Things didn't go "perfectly". I ended up with an emergency c-section, and it's taken me a lot longer than I thought to come to terms with it. I felt instant dissapointment the moment the doctor told me what had to happen. After the procedure was over, I was the happiest person in the world to have such a beautiful, healthy baby girl, but I couldn't shake the dissapointment. I felt like a failure. I couldn't look at myself in the mirror, because when I saw the incision, I'd immediately burst into tears that would last the rest of the day. I didn't feel like a woman. I felt like my body hadn't been able to do it's most important job. I felt like I'd been robbed of the experience of delivering a baby. I couldn't tell anyone I'd given birth, because I hadn't. Someone had cut me opened and removed the baby. It was a procedure, not a natural happening. I was depressed about the fact that I couldn't physically get out of the bed to get my daughter when she was crying. I had to depend on the nurse or Jack. To top it off, I had this ugly scar to serve as a reminder of my failure for the rest of my life, along with the possibility that any future children would have to be c-sections as well.
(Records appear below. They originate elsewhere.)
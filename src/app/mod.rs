pub mod errors;
pub mod factory;
pub mod service;

pub use errors::AppError;
pub use factory::{AppFactory, AppPaths};
pub use service::QuestionService;
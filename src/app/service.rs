//! Question matching service.
//!
//! Stores each submitted question and ranks it against the mentor's
//! previously answered questions.

use std::sync::Arc;

use crate::{
    app::errors::AppError,
    config::{Config, TranslationConfig},
    qa::{NewQuestion, QaDocument, QaStore, QuestionSubmission},
    ranking::{CandidateRecord, Embedding, Ranker, SimilarQuestion},
    semantic::{prepare_for_embedding, strip_trailing_newline, EmbeddingError, EmbeddingProvider},
    translate::Translator,
};

pub struct QuestionService {
    store: Arc<dyn QaStore>,
    translator: Box<dyn Translator>,
    embedder: Arc<dyn EmbeddingProvider>,
    ranker: Ranker,
    translation: TranslationConfig,
}

impl QuestionService {
    pub fn new(
        config: &Config,
        store: Arc<dyn QaStore>,
        translator: Box<dyn Translator>,
        embedder: Arc<dyn EmbeddingProvider>,
    ) -> Result<Self, AppError> {
        let ranker = Ranker::new(config.matching.rank_options())?;

        Ok(Self {
            store,
            translator,
            embedder,
            ranker,
            translation: config.translation.clone(),
        })
    }

    /// Store a new question and return the mentor's most similar answered
    /// questions.
    ///
    /// An empty list means the mentor has too little answered history to
    /// rank against; the embedding model is not touched in that case.
    pub fn submit(&self, submission: QuestionSubmission) -> Result<Vec<SimilarQuestion>, AppError> {
        if submission.mentor_nickname.trim().is_empty() {
            return Err(AppError::InvalidSubmission(
                "mentor_nickname must not be empty".to_string(),
            ));
        }
        if submission.question_summary.trim().is_empty() {
            return Err(AppError::InvalidSubmission(
                "question_summary must not be empty".to_string(),
            ));
        }

        let summary = strip_trailing_newline(&submission.question_summary);
        let translated = self.translator.translate(
            &summary,
            &self.translation.source_language,
            &self.translation.target_language,
        )?;
        let summary_en = strip_trailing_newline(&translated);

        let doc = self.store.insert(NewQuestion {
            mentee_nickname: submission.mentee_nickname,
            mentor_nickname: submission.mentor_nickname,
            question_origin: strip_trailing_newline(&submission.question_origin),
            question_summary: summary,
            question_summary_en: summary_en,
        })?;
        log::info!(
            "stored question id={} mentor={} mentee={}",
            doc.id,
            doc.mentor_nickname,
            doc.mentee_nickname
        );

        let history = self.store.answered_by(&doc.mentor_nickname)?;
        let min_corpus_size = self.ranker.options().min_corpus_size;
        if history.len() < min_corpus_size {
            log::info!(
                "mentor {} has {} answered questions, need {min_corpus_size} to match",
                doc.mentor_nickname,
                history.len()
            );
            return Ok(vec![]);
        }

        let (texts, records): (Vec<String>, Vec<CandidateRecord>) = history
            .iter()
            .filter_map(|d| {
                d.as_candidate()
                    .map(|record| (prepare_for_embedding(&d.question_summary_en), record))
            })
            .unzip();

        let query = self
            .embedder
            .embed(&prepare_for_embedding(&doc.question_summary_en))?;
        let embeddings = self.embedder.embed_batch(&texts)?;
        if embeddings.len() != records.len() {
            return Err(EmbeddingError::CountMismatch {
                sent: records.len(),
                got: embeddings.len(),
            }
            .into());
        }

        let candidates: Vec<(Embedding, CandidateRecord)> =
            embeddings.into_iter().zip(records).collect();

        let results = self.ranker.rank(&query, &candidates)?;
        log::info!(
            "question id={} matched {} of {} answered questions",
            doc.id,
            results.len(),
            candidates.len()
        );

        Ok(results)
    }

    /// Record the mentor's answer to a stored question.
    pub fn answer(&self, id: u64, answer: &str) -> Result<QaDocument, AppError> {
        let answer = strip_trailing_newline(answer);
        if answer.trim().is_empty() {
            return Err(AppError::InvalidSubmission(
                "answer must not be empty".to_string(),
            ));
        }

        let doc = self.store.answer(id, &answer)?;
        log::info!("answered question id={} mentor={}", doc.id, doc.mentor_nickname);
        Ok(doc)
    }

    /// A stored question, answered or not.
    pub fn get(&self, id: u64) -> Result<QaDocument, AppError> {
        self.store.get(id)?.ok_or(AppError::NotFound(id))
    }

    /// Answered questions of a mentor, oldest first.
    pub fn history(&self, mentor_nickname: &str) -> Result<Vec<QaDocument>, AppError> {
        Ok(self.store.answered_by(mentor_nickname)?)
    }
}
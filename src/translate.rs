//! Translation of submitted question summaries into the matching language.
//!
//! `HttpTranslator` speaks the LibreTranslate `/translate` API. When no
//! endpoint is configured, or source and target are the same language,
//! `PassthroughTranslator` is used instead.

use std::time::Duration;

use serde::{Deserialize, Serialize};

use crate::config::TranslationConfig;

/// Error type for translation operations
#[derive(Debug, thiserror::Error)]
pub enum TranslateError {
    #[error("translation request failed: {0}")]
    Request(#[from] reqwest::Error),

    #[error("translation service returned {status}: {message}")]
    Service { status: u16, message: String },

    #[error("translation service returned an empty translation")]
    Empty,
}

pub trait Translator: Send + Sync {
    fn translate(&self, text: &str, source: &str, target: &str) -> Result<String, TranslateError>;
}

/// Returns the input unchanged.
pub struct PassthroughTranslator;

impl Translator for PassthroughTranslator {
    fn translate(&self, text: &str, _source: &str, _target: &str) -> Result<String, TranslateError> {
        Ok(text.to_string())
    }
}

#[derive(Debug, Serialize)]
struct TranslateRequest<'a> {
    q: &'a str,
    source: &'a str,
    target: &'a str,
    format: &'a str,
    #[serde(skip_serializing_if = "Option::is_none")]
    api_key: Option<&'a str>,
}

#[derive(Debug, Deserialize)]
struct TranslateResponse {
    #[serde(rename = "translatedText")]
    translated_text: Option<String>,
    error: Option<String>,
}

/// Client for a LibreTranslate-compatible HTTP endpoint.
pub struct HttpTranslator {
    client: reqwest::blocking::Client,
    url: String,
    api_key: Option<String>,
}

impl HttpTranslator {
    pub fn new(
        endpoint: &str,
        api_key: Option<String>,
        timeout: Duration,
    ) -> Result<Self, TranslateError> {
        let client = reqwest::blocking::Client::builder()
            .timeout(timeout)
            .build()?;

        Ok(Self {
            client,
            url: format!("{}/translate", endpoint.trim_end_matches('/')),
            api_key,
        })
    }

    fn extract_translation(status: u16, resp: TranslateResponse) -> Result<String, TranslateError> {
        if let Some(message) = resp.error {
            return Err(TranslateError::Service { status, message });
        }

        match resp.translated_text {
            Some(text) if !text.is_empty() => Ok(text),
            _ => Err(TranslateError::Empty),
        }
    }
}

impl Translator for HttpTranslator {
    fn translate(&self, text: &str, source: &str, target: &str) -> Result<String, TranslateError> {
        log::debug!("translating {} chars {source}->{target}", text.chars().count());

        let resp = self
            .client
            .post(&self.url)
            .json(&TranslateRequest {
                q: text,
                source,
                target,
                format: "text",
                api_key: self.api_key.as_deref(),
            })
            .send()?;

        let status = resp.status();
        if !status.is_success() {
            let message = resp
                .json::<TranslateResponse>()
                .ok()
                .and_then(|body| body.error)
                .unwrap_or_else(|| status.to_string());
            log::warn!("translation error: status={status} error={message}");
            return Err(TranslateError::Service {
                status: status.as_u16(),
                message,
            });
        }

        let body = resp.json::<TranslateResponse>()?;
        Self::extract_translation(status.as_u16(), body)
    }
}

/// Build the translator the configuration asks for.
///
/// `TRANSLATE_API_KEY` from the environment takes precedence over the
/// configured key.
pub fn from_config(config: &TranslationConfig) -> Result<Box<dyn Translator>, TranslateError> {
    if config.source_language == config.target_language {
        log::info!("source and target language are equal; translation disabled");
        return Ok(Box::new(PassthroughTranslator));
    }

    match &config.endpoint {
        Some(endpoint) => {
            let api_key = std::env::var("TRANSLATE_API_KEY")
                .ok()
                .or_else(|| config.api_key.clone());
            log::info!("using translation endpoint {endpoint}");
            Ok(Box::new(HttpTranslator::new(
                endpoint,
                api_key,
                Duration::from_secs(config.timeout_secs),
            )?))
        }
        None => {
            log::warn!("translation endpoint is not configured; summaries are matched untranslated");
            Ok(Box::new(PassthroughTranslator))
        }
    }
}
I reached out for the support of husband and my online groups, and boy did they respond. I ran across a post written by a mother whose story was similar, and what she wrote put things into perspective for the first time for me. Here is part of her post "Ode to my Scar" :

C-section scars are very unique. They are the only type of scar that is instantly
recognizable...They are the only scar whose creation saved two lives instead of one,
and they arre a physical sign of a mother's willingness to do anything for her children-
even go under the knife.
A cesarean scar is a reminder that all of the planning in the world can't make things
go the way you want them to.
It is a souvenir of one of the happiest days of a mother's life.

She's an amazing person to realize the positive in something so many people, just as I did, find negative. Once I finally got over my embarrassment and opened up to Jack, he made me realize the fact that I'd overlooked the entire time. This was never my plan to make. God knew exactly what needed to happen to make sure Lily was safe and healthy in the end. He helped me realize that I AM a woman, and he's made me feel stronger than ever. I faced my biggest fear head on, but I couldn't have done it without God by one side and my husband by the other. So I now choose to look at my scar, and my experience, with a bit of pride. Unlike so many others, I got the chance to experience my water breaking, looking at my husband and confirming that yes, it was time, experiencing contractions, back pains and all, and in the end, God allowed such a procedure to exist to save my baby's life, and essentially mine as well. I indeed have a souvenir of the happiest day of my life.


  1. I love this post. I know exactly how you, except I also have the failure of not even going into labor. I hate that my body failed me, i needed medical intervention to get PG, go into labor and even get the baby out. But im grateful he's here, no matter what the roads were that I had to take.

    Our babies are healthy and that's all that matters. We sacrificed an experience for US to keep our babies safe.

  2. I didn't have a c-section so i don't know completely what you are going through, but I can say that my sister had a c-section and she went through something similar to what you are describing. Eventually she looked at her scar with pride...it was by getting that scar that she got the greatest gift she could ever have...her son. Then she got pregnant again a few years later. She was going to have a natural birth (please remember it is possible to have a natural birth after a c-section, but next time you can elect which you have, unless again it is to save Little One's life). Because of an infection in her amniotic fluid her contractions were beyond what she could handle, even with pain medications. So she opted for the c-section. Again, the scar is for the other best present in her life...her second born son.

    Your husband is right, everything turned out to God's plan.

    I recommend (if you can find time) to read the Red Tent. It is a great book and I think that it might help you out a little. I know that I read it about 3 times during my pregnancy and I think that if I was going through something similar to you I would have read it again after.

    Good Luck and just remember, it doesn't matter if surgery was needed, you still carried your daughter, your the one that cared for her (with the help of Jack) and you are the one that grew her. This definately means that you are a woman.